Henri MONDINO : Pas du tout ! Toulon met en exergue le travail réalisé par le Comité Côte d’Azur. Aujourd’hui, neuf joueurs sortis du Pôle Espoirs et du Pôle France ont intégré le RC Toulon. Ce sont neuf jeunes de moins de 20 ans que nous avons formés dans nos clubs et si Tana Umaga et Mourad Boudjellal font confiance dans la formation de la FFR, certains pourraient voir les portes de l’équipe une s’ouvrir comme Nicolas Agnesi, Benjamin Bastère ou Cédric Beal. Toulon a été un excellent coup de projecteur pour tous les projets formatifs que nous avons mis en place.
Peut-on parler dans la gestion de votre Comité Territorial d’un avant et d’un après Coupe du monde ?
Henri MONDINO : Tout à fait ! Outre l’aspect festif de la compétition, les retombées sont fortes tant au niveau des subventions fédérales que des mises en pratique probantes. Nous avons un commencement de nuit et puis après un merveilleux soleil. Nous sommes passés de deux à dix employés, nous étions à moins 80 000 euros alors que nous sommes aujourd’hui à plus de 50 000 euros. Nous avons une véritable prise de conscience des collectivités. Elles ont vu que nos gamins ont pu accéder à tous les sites pour aller voir les matches de la Coupe du monde. Les collectivités ont vu que concrètement nous réalisions des choses. Nous avons eu 8 000 enfants dans chaque département pour les opérations Scolarugby. Nous avons formé 214 professeurs d’EPS à travers Planète Ovale. Tout ceci n’existait pas avant la Coupe du monde. Nous avons un crédit de confiance dans les Institutions qui est phénoménal. Tout ceci ressurgit sur le nombre de licenciés. Nous faisons +34% l’an dernier et nous sommes déjà à +7% pour le début de saison. C’est impressionnant, puisqu’en rugby éducatif, nous inscrivons plus de gamins que la saison dernière ! Par exemple, le club de Saint Maximin s’est créé en avril 2008 et il vient d’enregistrer sa 110ème licence en rugby éducatif dans une ville qui compte 10 000 habitants.
Que peut-on vous souhaiter pour les quatre prochaines années ?
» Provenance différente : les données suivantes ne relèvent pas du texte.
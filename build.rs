// Emits VERGEN_BUILD_TIMESTAMP and VERGEN_CARGO_TARGET_TRIPLE for the
// daemon's Status response. Missing values are tolerated at runtime.
fn main() {
    use vergen::{BuildBuilder, CargoBuilder, Emitter};

    println!("cargo:rerun-if-changed=build.rs");

    let mut emitter = Emitter::default();
    if let Ok(build) = BuildBuilder::all_build() {
        let _ = emitter.add_instructions(&build);
    }
    if let Ok(cargo) = CargoBuilder::all_cargo() {
        let _ = emitter.add_instructions(&cargo);
    }

    if let Err(e) = emitter.emit() {
        println!("cargo:warning=build metadata unavailable: {e}");
    }
}
impl ModelServer {
    pub fn new(options: ServerOptions, store: Arc<ModelStore>) -> Self {
        let (shutdown, shutdown_rx) = watch::channel(false);
        let limiter = SessionLimiter::new(options.max_sessions);
        Self {
            state: Arc::new(ServerState {
                options,
                store,
                limiter,
                resources: ResourceMonitor::new(),
                start_time: Instant::now(),
                total_predictions: AtomicU64::new(0),
                next_session: AtomicU64::new(1),
                shutdown: shutdown_rx,
            }),
            shutdown: Arc::new(shutdown),
        }
    }

    pub fn state(&self) -> Arc<ServerState> {
        Arc::clone(&self.state)
    }

    pub fn handle(&self) -> ServerHandle {
        ServerHandle {
            shutdown: Arc::clone(&self.shutdown),
        }
    }

    /// Accept connections until shutdown is requested, then wait for open
    /// connections to finish.
    pub async fn serve(&self, listener: TcpListener) -> io::Result<()> {
        let local = listener.local_addr()?;
        info!(
            addr = %local,
            security = self.state.options.security.mode_name(),
            max_sessions = self.state.options.max_sessions,
            max_message_bytes = self.state.options.max_message_bytes,
            models = self.state.store.len(),
            "Prediction server listening"
        );

        let mut shutdown = self.state.shutdown_signal();
        let mut connections = JoinSet::new();
        loop {
            tokio::select! {
                _ = cancelled(&mut shutdown) => break,
                accepted = listener.accept() => match accepted {
                    Ok((stream, peer)) => {
                        debug!(peer = %peer, "Accepted connection");
                        let state = Arc::clone(&self.state);
                        connections.spawn(state.handle_connection(stream, peer));
                    }
                    Err(e) => {
                        warn!(error = %e, "Accept error");
                        tokio::time::sleep(Duration::from_millis(100)).await;
                    }
                },
                Some(_) = connections.join_next(), if !connections.is_empty() => {}
            }
        }
        drop(listener);

        info!(open = connections.len(), "Stopping server");
        let drained = tokio::time::timeout(SHUTDOWN_GRACE, async {
            while connections.join_next().await.is_some() {}
        })
        .await;
        if drained.is_err() {
            warn!(open = connections.len(), "Grace period elapsed, aborting connections");
            connections.abort_all();
        }
        info!("Server stopped");
        Ok(())
    }
}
Henri MONDINO : J’aimerais que nous ayons toujours la même dynamique positive avec les dirigeants bénévoles du Comité Côte d’Azur et des clubs. Je souhaiterais voir se finaliser nos gros projets éducatifs autour de la formation. Et puis enfin, que nous puissions avoir un vrai comité ! Aujourd’hui, nous sommes sous la tribune du Stade Mayol qui va être refaite. Nous aimerions que l’on nous fasse une offre de relogement à Mayol ou ailleurs qui soit digne de l’association que nous dirigeons et du Comité que nous représentons auprès des clubs.